§ Data for the task:
//! Color themes for the picker

use ratatui::style::Color;

use crate::config::TuiTheme;

#[derive(Debug, Clone, Copy, PartialEq, Eq)]
pub struct Theme {
    pub name: &'static str,
    pub base: Color,     // Background
    pub surface0: Color, // Highlighted row
    pub surface1: Color, // Borders
    pub text: Color,
    pub subtext0: Color, // Placeholder, hints, disabled rows
    pub blue: Color,     // Focus, current row marker
    pub yellow: Color,   // Matched term
    pub red: Color,      // No results
    pub mauve: Color,    // Loading indicator
}

#[derive(Debug, Clone, Copy, PartialEq, Eq, Default)]
pub enum ThemeVariant {
    #[default]
    CatppuccinMocha,
    Dracula,
    Nord,
}

impl ThemeVariant {
    pub fn theme(&self) -> Theme {
        match self {
            Self::CatppuccinMocha => CATPPUCCIN_MOCHA,
            Self::Dracula => DRACULA,
            Self::Nord => NORD,
        }
    }

    /// Cycle to the next theme
    pub fn next(&self) -> Self {
        match self {
            Self::CatppuccinMocha => Self::Dracula,
            Self::Dracula => Self::Nord,
            Self::Nord => Self::CatppuccinMocha,
        }
    }
}

impl From<TuiTheme> for ThemeVariant {
    fn from(theme: TuiTheme) -> Self {
        match theme {
            TuiTheme::CatppuccinMocha => Self::CatppuccinMocha,
            TuiTheme::Dracula => Self::Dracula,
            TuiTheme::Nord => Self::Nord,
        }
    }
}

pub const CATPPUCCIN_MOCHA: Theme = Theme {
    name: "Catppuccin Mocha",
    base: Color::Rgb(30, 30, 46),
    surface0: Color::Rgb(49, 50, 68),
    surface1: Color::Rgb(69, 71, 90),
    text: Color::Rgb(205, 214, 244),
    subtext0: Color::Rgb(166, 173, 200),
    blue: Color::Rgb(137, 180, 250),
    yellow: Color::Rgb(249, 226, 175),
    red: Color::Rgb(243, 139, 168),
    mauve: Color::Rgb(203, 166, 247),
};

pub const DRACULA: Theme = Theme {
    name: "Dracula",
    base: Color::Rgb(40, 42, 54),
    surface0: Color::Rgb(68, 71, 90),
    surface1: Color::Rgb(98, 114, 164),
    text: Color::Rgb(248, 248, 242),
    subtext0: Color::Rgb(189, 147, 249),
    blue: Color::Rgb(139, 233, 253),
    yellow: Color::Rgb(241, 250, 140),
    red: Color::Rgb(255, 85, 85),
    mauve: Color::Rgb(189, 147, 249),
};

pub const NORD: Theme = Theme {
    name: "Nord",
    base: Color::Rgb(46, 52, 64),
    surface0: Color::Rgb(59, 66, 82),
    surface1: Color::Rgb(76, 86, 106),
    text: Color::Rgb(236, 239, 244),
    subtext0: Color::Rgb(216, 222, 233),
    blue: Color::Rgb(136, 192, 208),
    yellow: Color::Rgb(235, 203, 139),
    red: Color::Rgb(191, 97, 106),
    mauve: Color::Rgb(180, 142, 173),
};
//! Subcommand implementations

mod config;
mod pick;

pub use config::cmd_config;
pub use pick::{build_dropdown, cmd_pick};

use std::io;

use clap::CommandFactory;
use clap_complete::{Shell, generate};

use crate::cli::Cli;

/// Print shell completions on stdout
pub fn cmd_completions(shell: Shell) {
    generate(shell, &mut Cli::command(), "droplist", &mut io::stdout());
}
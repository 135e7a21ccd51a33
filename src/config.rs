//! User configuration
//!
//! Read from `<config dir>/droplist/config.toml`. Every field is optional in
//! the file; anything missing falls back to its default.

use std::path::{Path, PathBuf};

use anyhow::{Context, Result};
use directories::ProjectDirs;
use serde::{Deserialize, Serialize};

use crate::debounce::DEFAULT_THROTTLE_MS;
use crate::sources::SourceKind;

/// Color theme for the terminal front end
#[derive(Debug, Clone, Copy, PartialEq, Eq, Default, Serialize, Deserialize)]
#[serde(rename_all = "kebab-case")]
pub enum TuiTheme {
    #[default]
    CatppuccinMocha,
    Dracula,
    Nord,
}

#[derive(Debug, Clone, PartialEq, Eq, Serialize, Deserialize)]
#[serde(default)]
pub struct Config {
    /// Quiet period before a search fires, in ms (0 = on every keystroke)
    pub throttle_ms: u64,
    /// Items requested per page
    pub page_size: usize,
    /// Hovering an item makes it current
    pub select_on_hover: bool,
    /// Skip the initial load; fetch when the dropdown first opens
    pub load_only_when_needed: bool,
    /// Text shown before anything is selected
    pub placeholder: Option<String>,
    /// Shown when a search has no results; `{term}` is replaced
    pub no_results: String,
    /// Default source for `droplist pick`
    pub source: SourceKind,
    /// Simulated latency for the built-in word list, in ms
    pub latency_ms: u64,
    pub theme: TuiTheme,
}

impl Default for Config {
    fn default() -> Self {
        Self {
            throttle_ms: DEFAULT_THROTTLE_MS,
            page_size: 20,
            select_on_hover: true,
            load_only_when_needed: false,
            placeholder: None,
            no_results: "No results for '{term}'".to_string(),
            source: SourceKind::default(),
            latency_ms: 0,
            theme: TuiTheme::default(),
        }
    }
}

impl Config {
    /// Directory holding the config file
    pub fn config_dir() -> Result<PathBuf> {
        ProjectDirs::from("", "", "droplist")
            .map(|dirs| dirs.config_dir().to_path_buf())
            .context("Could not determine config directory")
    }

    /// Directory for logs
    pub fn data_dir() -> Result<PathBuf> {
        ProjectDirs::from("", "", "droplist")
            .map(|dirs| dirs.data_dir().to_path_buf())
            .context("Could not determine data directory")
    }

    pub fn path() -> Result<PathBuf> {
        Self::config_dir().map(|d| d.join("config.toml"))
    }

    /// Load from the default location, or defaults if there is no file
    pub fn load() -> Result<Self> {
        Self::load_from(&Self::path()?)
    }

    pub fn load_from(path: &Path) -> Result<Self> {
        if !path.exists() {
            return Ok(Self::default());
        }
        let content = std::fs::read_to_string(path)
            .with_context(|| format!("Failed to read config from {}", path.display()))?;
        toml::from_str(&content)
            .with_context(|| format!("Failed to parse config from {}", path.display()))
    }

    pub fn save_to(&self, path: &Path) -> Result<()> {
        if let Some(parent) = path.parent() {
            std::fs::create_dir_all(parent)?;
        }
        let content = toml::to_string_pretty(self).context("Failed to serialize config")?;
        std::fs::write(path, content)
            .with_context(|| format!("Failed to write config to {}", path.display()))
    }

    /// No-results text for `term`
    pub fn no_results_text(&self, term: &str) -> String {
        self.no_results.replace("{term}", term)
    }
}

§ Your task: Would you copy every line from the listing above that has the string "toml" in it?

§ Reply:
//! Read from `<config dir>/droplist/config.toml`. Every field is optional in
        Self::config_dir().map(|d| d.join("config.toml"))
        toml::from_str(&content)
        let content = toml::to_string_pretty(self).context("Failed to serialize config")?;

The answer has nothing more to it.